This year will be the first Mother’s Day I celebrate my wife for being the strong and wonderful mother she is to our 4-month-old son, our first child. I will shower her in love and give her a card with a little baby handprint smudged on it. I will partake in all of the wonderfully mushy Mother’s Day traditions because we have waited so long to have this celebration. But she will not be the only mother in my prayers.
We are parents to a beautiful boy – whose heart began beating at 6-weeks old in the womb and who could feel pain as early as 12-weeks – because of his courageous birth mother.
It’s because of her strength and her courage that we became parents through adoption. It’s because she didn’t succumb to our modern culture’s narrative that abortion is the easy solution to a difficult situation that I can write this while our baby sleeps on my chest.
To be sure, the process of adoption is not easy. Nor is it free of emotional challenges – for the birth mother or the adoptive parents. On Mother’s Day, the scene of my son’s birth mother hugging him in the NICU, crying, and saying goodbye after she was discharged from the hospital will be playing on repeat in my mind. I was in awe of her that day and have been each day since.

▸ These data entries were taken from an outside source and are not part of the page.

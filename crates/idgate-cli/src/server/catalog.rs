//! Static tool catalog.
//!
//! Every tool maps to one management-API route. Path placeholders such as
//! `{environmentId}` are filled from the tool arguments of the same name;
//! write tools send their `body` argument as the JSON request body.

use idgate_core::api::Method;
use idgate_core::tools::ToolSpec;
use schemars::{JsonSchema, Schema};
use serde::Deserialize;
use serde_json::Value;

pub const ENVIRONMENTS: &str = "environments";
pub const APPLICATIONS: &str = "applications";
pub const POPULATIONS: &str = "populations";
pub const USERS: &str = "users";

// ============================================================================
// Tool arguments
// ============================================================================

/// Arguments for tools that take no input
#[derive(Debug, Deserialize, JsonSchema)]
pub struct NoArgs {}

#[derive(Debug, Deserialize, JsonSchema)]
#[serde(rename_all = "camelCase")]
pub struct EnvironmentArgs {
    /// ID of the environment
    pub environment_id: String,
}

#[derive(Debug, Deserialize, JsonSchema)]
pub struct CreateEnvironmentArgs {
    /// Environment definition, as accepted by the management API
    pub body: Value,
}

#[derive(Debug, Deserialize, JsonSchema)]
#[serde(rename_all = "camelCase")]
pub struct UpdateEnvironmentArgs {
    /// ID of the environment
    pub environment_id: String,
    /// Fields to replace
    pub body: Value,
}

/// A resource that lives inside an environment
#[derive(Debug, Deserialize, JsonSchema)]
#[serde(rename_all = "camelCase")]
pub struct ResourceArgs {
    /// ID of the environment
    pub environment_id: String,
    /// ID of the application, population or user
    pub resource_id: String,
}

#[derive(Debug, Deserialize, JsonSchema)]
#[serde(rename_all = "camelCase")]
pub struct CreateResourceArgs {
    /// ID of the environment
    pub environment_id: String,
    /// Resource definition, as accepted by the management API
    pub body: Value,
}

#[derive(Debug, Deserialize, JsonSchema)]
#[serde(rename_all = "camelCase")]
pub struct UpdateResourceArgs {
    /// ID of the environment
    pub environment_id: String,
    /// ID of the application, population or user
    pub resource_id: String,
    /// Fields to replace
    pub body: Value,
}

// ============================================================================
// Catalog
// ============================================================================

pub struct CatalogEntry {
    pub spec: ToolSpec,
    pub description: &'static str,
    pub method: Method,
    /// Route relative to the API base URL
    pub path: &'static str,
    schema: fn() -> Schema,
}

impl CatalogEntry {
    pub fn name(&self) -> &'static str {
        self.spec.name
    }

    pub fn input_schema(&self) -> Schema {
        (self.schema)()
    }

    /// Whether calls send the `body` argument.
    pub fn has_body(&self) -> bool {
        self.method == Method::POST || self.method == Method::PUT
    }
}

impl AsRef<ToolSpec> for CatalogEntry {
    fn as_ref(&self) -> &ToolSpec {
        &self.spec
    }
}

fn schema<T: JsonSchema>() -> Schema {
    schemars::schema_for!(T)
}

const fn entry(
    spec: ToolSpec,
    description: &'static str,
    method: Method,
    path: &'static str,
    schema: fn() -> Schema,
) -> CatalogEntry {
    CatalogEntry {
        spec,
        description,
        method,
        path,
        schema,
    }
}

pub static CATALOG: &[CatalogEntry] = &[
    // Environments
    entry(
        ToolSpec::read("list_environments", ENVIRONMENTS),
        "List all environments in the organization",
        Method::GET,
        "environments",
        schema::<NoArgs>,
    ),
    entry(
        ToolSpec::read("read_environment", ENVIRONMENTS),
        "Get one environment by ID",
        Method::GET,
        "environments/{environmentId}",
        schema::<EnvironmentArgs>,
    ),
    entry(
        ToolSpec::write("create_environment", ENVIRONMENTS),
        "Create a new environment",
        Method::POST,
        "environments",
        schema::<CreateEnvironmentArgs>,
    ),
    entry(
        ToolSpec::write("update_environment", ENVIRONMENTS),
        "Replace the settings of an environment",
        Method::PUT,
        "environments/{environmentId}",
        schema::<UpdateEnvironmentArgs>,
    ),
    // Applications
    entry(
        ToolSpec::read("list_applications", APPLICATIONS),
        "List the applications of an environment",
        Method::GET,
        "environments/{environmentId}/applications",
        schema::<EnvironmentArgs>,
    ),
    entry(
        ToolSpec::read("read_application", APPLICATIONS),
        "Get one application by ID",
        Method::GET,
        "environments/{environmentId}/applications/{resourceId}",
        schema::<ResourceArgs>,
    ),
    entry(
        ToolSpec::write("create_application", APPLICATIONS),
        "Create an application in an environment",
        Method::POST,
        "environments/{environmentId}/applications",
        schema::<CreateResourceArgs>,
    ),
    entry(
        ToolSpec::write("update_application", APPLICATIONS),
        "Replace the settings of an application",
        Method::PUT,
        "environments/{environmentId}/applications/{resourceId}",
        schema::<UpdateResourceArgs>,
    ),
    entry(
        ToolSpec::write("delete_application", APPLICATIONS),
        "Delete an application",
        Method::DELETE,
        "environments/{environmentId}/applications/{resourceId}",
        schema::<ResourceArgs>,
    ),
    // Populations
    entry(
        ToolSpec::read("list_populations", POPULATIONS),
        "List the populations of an environment",
        Method::GET,
        "environments/{environmentId}/populations",
        schema::<EnvironmentArgs>,
    ),
    entry(
        ToolSpec::read("read_population", POPULATIONS),
        "Get one population by ID",
        Method::GET,
        "environments/{environmentId}/populations/{resourceId}",
        schema::<ResourceArgs>,
    ),
    entry(
        ToolSpec::write("create_population", POPULATIONS),
        "Create a population in an environment",
        Method::POST,
        "environments/{environmentId}/populations",
        schema::<CreateResourceArgs>,
    ),
    entry(
        ToolSpec::write("update_population", POPULATIONS),
        "Replace the settings of a population",
        Method::PUT,
        "environments/{environmentId}/populations/{resourceId}",
        schema::<UpdateResourceArgs>,
    ),
    entry(
        ToolSpec::write("delete_population", POPULATIONS),
        "Delete a population",
        Method::DELETE,
        "environments/{environmentId}/populations/{resourceId}",
        schema::<ResourceArgs>,
    ),
    // Users
    entry(
        ToolSpec::read("list_users", USERS),
        "List the users of an environment",
        Method::GET,
        "environments/{environmentId}/users",
        schema::<EnvironmentArgs>,
    ),
    entry(
        ToolSpec::read("read_user", USERS),
        "Get one user by ID",
        Method::GET,
        "environments/{environmentId}/users/{resourceId}",
        schema::<ResourceArgs>,
    ),
    entry(
        ToolSpec::write("create_user", USERS),
        "Create a user in an environment",
        Method::POST,
        "environments/{environmentId}/users",
        schema::<CreateResourceArgs>,
    ),
    entry(
        ToolSpec::write("update_user", USERS),
        "Replace the attributes of a user",
        Method::PUT,
        "environments/{environmentId}/users/{resourceId}",
        schema::<UpdateResourceArgs>,
    ),
    entry(
        ToolSpec::write("delete_user", USERS),
        "Delete a user",
        Method::DELETE,
        "environments/{environmentId}/users/{resourceId}",
        schema::<ResourceArgs>,
    ),
];

pub fn find(name: &str) -> Option<&'static CatalogEntry> {
    CATALOG.iter().find(|entry| entry.name() == name)
}

#[cfg(test)]
mod tests {
    use super::*;
    use idgate_core::tools::ToolFilter;
    use std::collections::HashSet;

    fn placeholders(path: &str) -> Vec<&str> {
        path.split('/')
            .filter_map(|segment| segment.strip_prefix('{')?.strip_suffix('}'))
            .collect()
    }

    #[test]
    fn test_names_are_unique() {
        let names: HashSet<_> = CATALOG.iter().map(|e| e.name()).collect();
        assert_eq!(names.len(), CATALOG.len());
    }

    #[test]
    fn test_write_tools_are_classified() {
        for entry in CATALOG {
            assert_eq!(
                entry.spec.read_only,
                entry.method == Method::GET,
                "{} has the wrong classification",
                entry.name()
            );
        }
    }

    #[test]
    fn test_schemas_declare_path_parameters() {
        for entry in CATALOG {
            let schema = serde_json::to_value(entry.input_schema()).unwrap();
            assert_eq!(schema["type"], "object", "{}", entry.name());
            for name in placeholders(entry.path) {
                assert!(
                    schema["properties"].get(name).is_some(),
                    "{} does not declare {}",
                    entry.name(),
                    name
                );
            }
            if entry.has_body() {
                assert!(schema["properties"].get("body").is_some(), "{}", entry.name());
            }
        }
    }

    #[test]
    fn test_default_filter_is_read_only() {
        let advertised = ToolFilter::default().apply(CATALOG);
        assert!(!advertised.is_empty());
        assert!(advertised.iter().all(|e| e.spec.read_only));
        assert!(advertised.iter().any(|e| e.name() == "list_users"));
    }

    #[test]
    fn test_create_environment_needs_read_only_disabled() {
        let names = |filter: ToolFilter| -> Vec<&'static str> {
            filter.apply(CATALOG).into_iter().map(|e| e.name()).collect()
        };
        assert!(names(ToolFilter::new(true).include_tools(["create_environment"])).is_empty());
        assert_eq!(
            names(ToolFilter::new(false).include_tools(["create_environment"])),
            vec!["create_environment"]
        );
    }

    #[test]
    fn test_find() {
        assert_eq!(find("read_user").map(|e| e.path), Some("environments/{environmentId}/users/{resourceId}"));
        assert!(find("drop_database").is_none());
    }
}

Today there are between one and two million couples seeking to adopt, which by best estimates means nearly 40 couples waiting for each child placed for adoption. And yet as a country, we fail to discuss adoption as the viable alternative to abortion that it truly is. We fail to embrace how modern adoption as it is today can bring fulfillment to both birth parents and adoptive parents through the gift of life. In this failing, we give room for the darkness of abortion to seep more deeply into our culture. We allow the “solution” of taking an unborn child’s life to be perpetuated because we have not championed the life-affirming choice of adoption.